* Problem statement *
Your answer must be an exact copy of the data below.

(Collected data)
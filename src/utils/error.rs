use axum::http::StatusCode;
use axum::response::{IntoResponse, Response};
use thiserror::Error;

#[derive(Error, Debug)]
pub enum GardenError {
    /// 启动阶段的模型加载失败，该模型不会进入注册表
    #[error("Failed to load model '{model}': {reason}")]
    Load { model: String, reason: String },

    #[error("Model not found: {0}")]
    NotFound(String),

    #[error("Image decode failed: {0}")]
    Decode(String),

    #[error("Prediction failed: {0}")]
    Prediction(String),

    #[error("Invalid input: {0}")]
    InvalidInput(String),

    #[error("Request body too large, max allowed: {0} bytes")]
    FileTooLarge(usize),

    #[error("Configuration error: {0}")]
    Config(String),

    #[error("IO error: {0}")]
    Io(#[from] std::io::Error),

    #[error("JSON error: {0}")]
    Json(#[from] serde_json::Error),

    #[error("Base64 decode error: {0}")]
    Base64(#[from] base64::DecodeError),

    #[error("Internal server error: {0}")]
    Internal(String),
}

impl GardenError {
    pub fn load(model: impl Into<String>, reason: impl std::fmt::Display) -> Self {
        GardenError::Load {
            model: model.into(),
            reason: reason.to_string(),
        }
    }

    pub fn status_code(&self) -> StatusCode {
        match self {
            GardenError::NotFound(_) => StatusCode::NOT_FOUND,
            GardenError::Decode(_) => StatusCode::BAD_REQUEST,
            GardenError::InvalidInput(_) => StatusCode::BAD_REQUEST,
            GardenError::Base64(_) => StatusCode::BAD_REQUEST,
            GardenError::Json(_) => StatusCode::BAD_REQUEST,
            GardenError::FileTooLarge(_) => StatusCode::PAYLOAD_TOO_LARGE,
            GardenError::Load { .. } => StatusCode::SERVICE_UNAVAILABLE,
            _ => StatusCode::INTERNAL_SERVER_ERROR,
        }
    }

    pub fn error_code(&self) -> &'static str {
        match self {
            GardenError::Load { .. } => "MODEL_LOAD_ERROR",
            GardenError::NotFound(_) => "MODEL_NOT_FOUND",
            GardenError::Decode(_) => "DECODE_ERROR",
            GardenError::Prediction(_) => "PREDICTION_ERROR",
            GardenError::InvalidInput(_) => "INVALID_INPUT",
            GardenError::FileTooLarge(_) => "FILE_TOO_LARGE",
            GardenError::Config(_) => "CONFIG_ERROR",
            GardenError::Io(_) => "IO_ERROR",
            GardenError::Json(_) => "JSON_ERROR",
            GardenError::Base64(_) => "BASE64_DECODE_ERROR",
            GardenError::Internal(_) => "INTERNAL_ERROR",
        }
    }
}

impl From<image::ImageError> for GardenError {
    fn from(err: image::ImageError) -> Self {
        GardenError::Decode(err.to_string())
    }
}

impl From<::config::ConfigError> for GardenError {
    fn from(err: ::config::ConfigError) -> Self {
        GardenError::Config(err.to_string())
    }
}

impl IntoResponse for GardenError {
    fn into_response(self) -> Response {
        let status = self.status_code();
        let error_response = serde_json::json!({
            "error": {
                "code": self.error_code(),
                "message": self.to_string(),
            }
        });

        if status.is_server_error() {
            tracing::error!("Request failed: {} ({})", self, status);
        } else {
            tracing::warn!("Request rejected: {} ({})", self, status);
        }

        (status, axum::Json(error_response)).into_response()
    }
}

* Result of this task *
filename src/utils/error.rs
use axum::http::StatusCode;
use axum::response::{IntoResponse, Response};
use thiserror::Error;

#[derive(Error, Debug)]
pub enum GardenError {
    /// 启动阶段的模型加载失败，该模型不会进入注册表
    #[error("Failed to load model '{model}': {reason}")]
    Load { model: String, reason: String },

    #[error("Model not found: {0}")]
    NotFound(String),

    #[error("Image decode failed: {0}")]
    Decode(String),

    #[error("Prediction failed: {0}")]
    Prediction(String),

    #[error("Invalid input: {0}")]
    InvalidInput(String),

    #[error("Request body too large, max allowed: {0} bytes")]
    FileTooLarge(usize),

    #[error("Configuration error: {0}")]
    Config(String),

    #[error("IO error: {0}")]
    Io(#[from] std::io::Error),

    #[error("JSON error: {0}")]
    Json(#[from] serde_json::Error),

    #[error("Base64 decode error: {0}")]
    Base64(#[from] base64::DecodeError),

    #[error("Internal server error: {0}")]
    Internal(String),
}

impl GardenError {
    pub fn load(model: impl Into<String>, reason: impl std::fmt::Display) -> Self {
        GardenError::Load {
            model: model.into(),
            reason: reason.to_string(),
        }
    }

    pub fn status_code(&self) -> StatusCode {
        match self {
            GardenError::NotFound(_) => StatusCode::NOT_FOUND,
            GardenError::Decode(_) => StatusCode::BAD_REQUEST,
            GardenError::InvalidInput(_) => StatusCode::BAD_REQUEST,
            GardenError::Base64(_) => StatusCode::BAD_REQUEST,
            GardenError::Json(_) => StatusCode::BAD_REQUEST,
            GardenError::FileTooLarge(_) => StatusCode::PAYLOAD_TOO_LARGE,
            GardenError::Load { .. } => StatusCode::SERVICE_UNAVAILABLE,
            _ => StatusCode::INTERNAL_SERVER_ERROR,
        }
    }

    pub fn error_code(&self) -> &'static str {
        match self {
            GardenError::Load { .. } => "MODEL_LOAD_ERROR",
            GardenError::NotFound(_) => "MODEL_NOT_FOUND",
            GardenError::Decode(_) => "DECODE_ERROR",
            GardenError::Prediction(_) => "PREDICTION_ERROR",
            GardenError::InvalidInput(_) => "INVALID_INPUT",
            GardenError::FileTooLarge(_) => "FILE_TOO_LARGE",
            GardenError::Config(_) => "CONFIG_ERROR",
            GardenError::Io(_) => "IO_ERROR",
            GardenError::Json(_) => "JSON_ERROR",
            GardenError::Base64(_) => "BASE64_DECODE_ERROR",
            GardenError::Internal(_) => "INTERNAL_ERROR",
        }
    }
}

impl From<image::ImageError> for GardenError {
    fn from(err: image::ImageError) -> Self {
        GardenError::Decode(err.to_string())
    }
}

impl From<::config::ConfigError> for GardenError {
    fn from(err: ::config::ConfigError) -> Self {
        GardenError::Config(err.to_string())
    }
}

impl IntoResponse for GardenError {
    fn into_response(self) -> Response {
        let status = self.status_code();
        let error_response = serde_json::json!({
            "error": {
                "code": self.error_code(),
                "message": self.to_string(),
            }
        });

        if status.is_server_error() {
            tracing::error!("Request failed: {} ({})", self, status);
        } else {
            tracing::warn!("Request rejected: {} ({})", self, status);
        }

        (status, axum::Json(error_response)).into_response()
    }
}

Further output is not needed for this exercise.